Angin panas berhembus tanggal 28 Oktober. Sinta, seorang gadis SMP yang putus sekolah, bagai menerjang badai terik saat  itu. Entah sejak kapan ia putus sekolah, ia tidak ingat. Namun ia ingat, ia telah menerjang berbagai lika-liku kehidupan yang teramat perih.
Oktober bagaikan musim pancaroba untuknya.  Tiap siang, siang yang terik, ia harus rela berpanas-panasan untuk mencari nafkah. Di hardik, dicaci dan dimaki, rela ia lalui untuk menghidupi keenam adik-adiknya yang kini hidup tanpa orangtua.
Hidup tanpa orangtua, terasa bagaikan neraka untuknya. Sebenarnya, ia tidak marah pada Tuhan. Tidak! Tapi ia marah pada dunia yang terasa begitu ganasnya. Mencaci orang miskin dan menyepelekannya. Sungguh keterlaluan!
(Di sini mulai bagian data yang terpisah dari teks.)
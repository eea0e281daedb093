use std::sync::Arc;

use alloy::rpc::types::Log;
use eyre::{Result, WrapErr};
use futures::stream::{BoxStream, StreamExt};
use tokio::sync::mpsc;
use tracing::{debug, info, warn};

use crate::config::SyncConfig;
use crate::connectors::EvmConnector;
use crate::db::BridgeStore;
use crate::events::decode_bridge_log;
use crate::metrics;
use crate::processor::{ObservePath, RequestProcessor};
use crate::retry::{classify_error, RetryConfig};
use crate::types::ChainName;

/// Checkpointed bridge event synchronizer for one EVM source chain
pub struct EvmWatcher {
    chain: ChainName,
    connector: Arc<dyn EvmConnector>,
    store: Arc<dyn BridgeStore>,
    processor: Arc<RequestProcessor>,
    sync: SyncConfig,
}

impl EvmWatcher {
    pub fn new(
        connector: Arc<dyn EvmConnector>,
        store: Arc<dyn BridgeStore>,
        processor: Arc<RequestProcessor>,
        sync: SyncConfig,
    ) -> Self {
        Self {
            chain: connector.chain(),
            connector,
            store,
            processor,
            sync,
        }
    }

    pub fn chain(&self) -> ChainName {
        self.chain
    }

    /// Run the watcher loop, restarting failed cycles with backoff
    pub async fn run(&self) -> Result<()> {
        let retry = RetryConfig::with_initial(self.sync.retry_delay());
        let mut attempt: u32 = 0;

        info!(chain = %self.chain, "Starting EVM watcher");

        loop {
            match self.run_cycle().await {
                Ok(()) => {
                    attempt = 0;
                    info!(chain = %self.chain, "Live subscription ended, resubscribing");
                    tokio::time::sleep(self.sync.retry_delay()).await;
                }
                Err(e) => {
                    let class = classify_error(&format!("{:#}", e));
                    metrics::record_error(self.chain.as_str(), class.as_str());
                    let backoff = retry.backoff_for_attempt(attempt);
                    warn!(
                        chain = %self.chain,
                        error = %format!("{:#}", e),
                        error_class = class.as_str(),
                        attempt,
                        backoff_ms = backoff.as_millis() as u64,
                        "Watcher cycle failed, retrying"
                    );
                    tokio::time::sleep(backoff).await;
                    attempt = attempt.saturating_add(1);
                }
            }
        }
    }

    /// Subscribe, catch up to head, then follow the live stream until it ends.
    ///
    /// The subscription is opened before the head is read so that nothing
    /// emitted during catch-up is missed; those logs wait in a bounded queue
    /// and are handled once the historical scan is done.
    pub async fn run_cycle(&self) -> Result<()> {
        let live = self.connector.subscribe_bridge_logs().await?;
        let (tx, mut rx) = mpsc::channel(self.sync.live_queue_capacity);
        let forwarder = tokio::spawn(forward_logs(live, tx));

        let result = self.catch_up_then_follow(&mut rx).await;

        forwarder.abort();
        result
    }

    async fn catch_up_then_follow(&self, live: &mut mpsc::Receiver<Log>) -> Result<()> {
        self.catch_up().await?;
        while let Some(log) = live.recv().await {
            self.handle_live_log(&log).await?;
        }
        Ok(())
    }

    /// Scan from the persisted checkpoint to the current head.
    ///
    /// Returns the checkpoint after the scan.
    pub async fn catch_up(&self) -> Result<u64> {
        let head = self.connector.block_number().await?;

        let checkpoint = match self.store.get_checkpoint(self.chain).await? {
            Some(block) => block,
            None => {
                let seed = head.saturating_sub(self.sync.initial_lookback_blocks);
                info!(
                    chain = %self.chain,
                    head,
                    seed,
                    "No checkpoint, scanning recent history only"
                );
                seed
            }
        };

        let lag = head.saturating_sub(checkpoint);
        if lag > self.sync.max_lag_blocks {
            warn!(
                chain = %self.chain,
                checkpoint,
                head,
                lag,
                max_lag = self.sync.max_lag_blocks,
                "Checkpoint too far behind, skipping to head"
            );
            let advanced = self.store.advance_checkpoint(self.chain, head).await?;
            metrics::record_checkpoint(self.chain.as_str(), advanced);
            return Ok(advanced);
        }

        let mut current = checkpoint;
        let mut from_block = checkpoint + 1;
        while from_block <= head {
            let to_block = from_block
                .saturating_add(self.sync.batch_size.saturating_sub(1))
                .min(head);

            self.scan_range(from_block, to_block).await?;

            current = self.store.advance_checkpoint(self.chain, to_block).await?;
            metrics::record_batch_scanned(
                self.chain.as_str(),
                to_block - from_block + 1,
                current,
            );

            from_block = to_block + 1;
            if from_block <= head {
                tokio::time::sleep(self.sync.batch_delay()).await;
            }
        }

        Ok(current)
    }

    /// Hand every bridge event in `[from_block, to_block]` to the processor.
    ///
    /// Errors leave the range unscanned; undecodable logs are skipped.
    pub async fn scan_range(&self, from_block: u64, to_block: u64) -> Result<()> {
        debug!(chain = %self.chain, from_block, to_block, "Scanning blocks");

        let logs = self.connector.bridge_logs(from_block, to_block).await?;

        for log in &logs {
            match decode_bridge_log(self.chain, log) {
                Ok(Some(event)) => {
                    self.processor
                        .observe(&event, ObservePath::Historical)
                        .await
                        .wrap_err_with(|| {
                            format!("Failed to process {}", event.source_tx_hash)
                        })?;
                }
                Ok(None) => {}
                Err(e) => self.skip_undecodable(log, &e.to_string()),
            }
        }

        if !logs.is_empty() {
            info!(
                chain = %self.chain,
                from_block,
                to_block,
                logs = logs.len(),
                "Processed bridge logs"
            );
        }
        Ok(())
    }

    /// Process one log from the live subscription.
    ///
    /// The checkpoint only moves to the block before the event: other logs of
    /// the same block may still be queued, and a failure on one of them must
    /// leave the whole block to the next catch-up scan.
    pub async fn handle_live_log(&self, log: &Log) -> Result<()> {
        if log.removed {
            debug!(chain = %self.chain, tx_hash = ?log.transaction_hash, "Ignoring removed log");
            return Ok(());
        }

        match decode_bridge_log(self.chain, log) {
            Ok(Some(event)) => {
                self.processor
                    .observe(&event, ObservePath::Live)
                    .await
                    .wrap_err_with(|| format!("Failed to process {}", event.source_tx_hash))?;
                let checkpoint = self
                    .store
                    .advance_checkpoint(self.chain, event.block_number.saturating_sub(1))
                    .await?;
                metrics::record_checkpoint(self.chain.as_str(), checkpoint);
            }
            Ok(None) => {}
            Err(e) => self.skip_undecodable(log, &e.to_string()),
        }
        Ok(())
    }

    fn skip_undecodable(&self, log: &Log, error: &str) {
        warn!(
            chain = %self.chain,
            tx_hash = ?log.transaction_hash,
            log_index = ?log.log_index,
            error,
            "Skipping undecodable bridge log"
        );
        metrics::record_error(self.chain.as_str(), "decode");
    }
}

/// Move logs from the subscription into the bounded queue until either side closes
async fn forward_logs(mut live: BoxStream<'static, Log>, tx: mpsc::Sender<Log>) {
    while let Some(log) = live.next().await {
        if tx.send(log).await.is_err() {
            break;
        }
    }
}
Sering kali ia menangis, saat salah satu dari adiknya mengadu dan menangis tersedu-sedu di bahunya.
“Kakak, tadi aku dilempari pakai batu saat sedang bekerja. Dia bilang ‘orang miskin! Ngapain kamu disini? Mau minta sumbangan?! Enak saja… Pergi sana!”
Ia hanya mampu mengelus dada. Kata-kata itu terasa bagaikan pedang yang menusuk jantungnya. Ia takkan bisa melupakan hardikan si orang kaya sombong itu. Ia hanya berdoa semoga Tuhan membalas perlakuan itu dengan ganjaran yang setimpal.
Pernah sesekali,  ia ingin mengeluarkan amarahnya pada sang adik karena selalu memaksa membantunya untuk mencari nafkah. Namun, apakah semua ini salah adiknya? Tidak! Bukan! Bukan sama sekali. Lalu ini salah siapa, salah orang itu? Hah, sudahlah… ini semua salah keadaan. Tapi ia ingin sekali memberontak ketidakadilan ini kepada orang-orang yang merendahkannya. Orang-orang kaya yang telah melecehkan orang miskin seperti dirinya. Namun, ia bisa apa? Pasti si kaya itu yang akan memenangkan segalanya. Si kaya bisa membeli apapun dengan uang!

***
Masih di suatu siang tanggal 28 Oktober, Sinta menghela nafasnya perlahan. Duka kehidupan itu semakin terasa panjang. Entah kenapa ia merasa dunia semakin mempermainkan dirinya. Huh! Hari ini adalah hari dimana sumpah pemuda itu diperingati.  Hari dimana kata Indonesia itu mulai dikenal. Hari dimana suatu bangsa disatukan dalam satu tanah air. Tapi kenapa, ia selalu merasakan kegetiran makna SUMPAH PEMUDA itu. Inikah yang namanya damai, bersatu dan kesederajatan! Ia selalu merasa tak adil.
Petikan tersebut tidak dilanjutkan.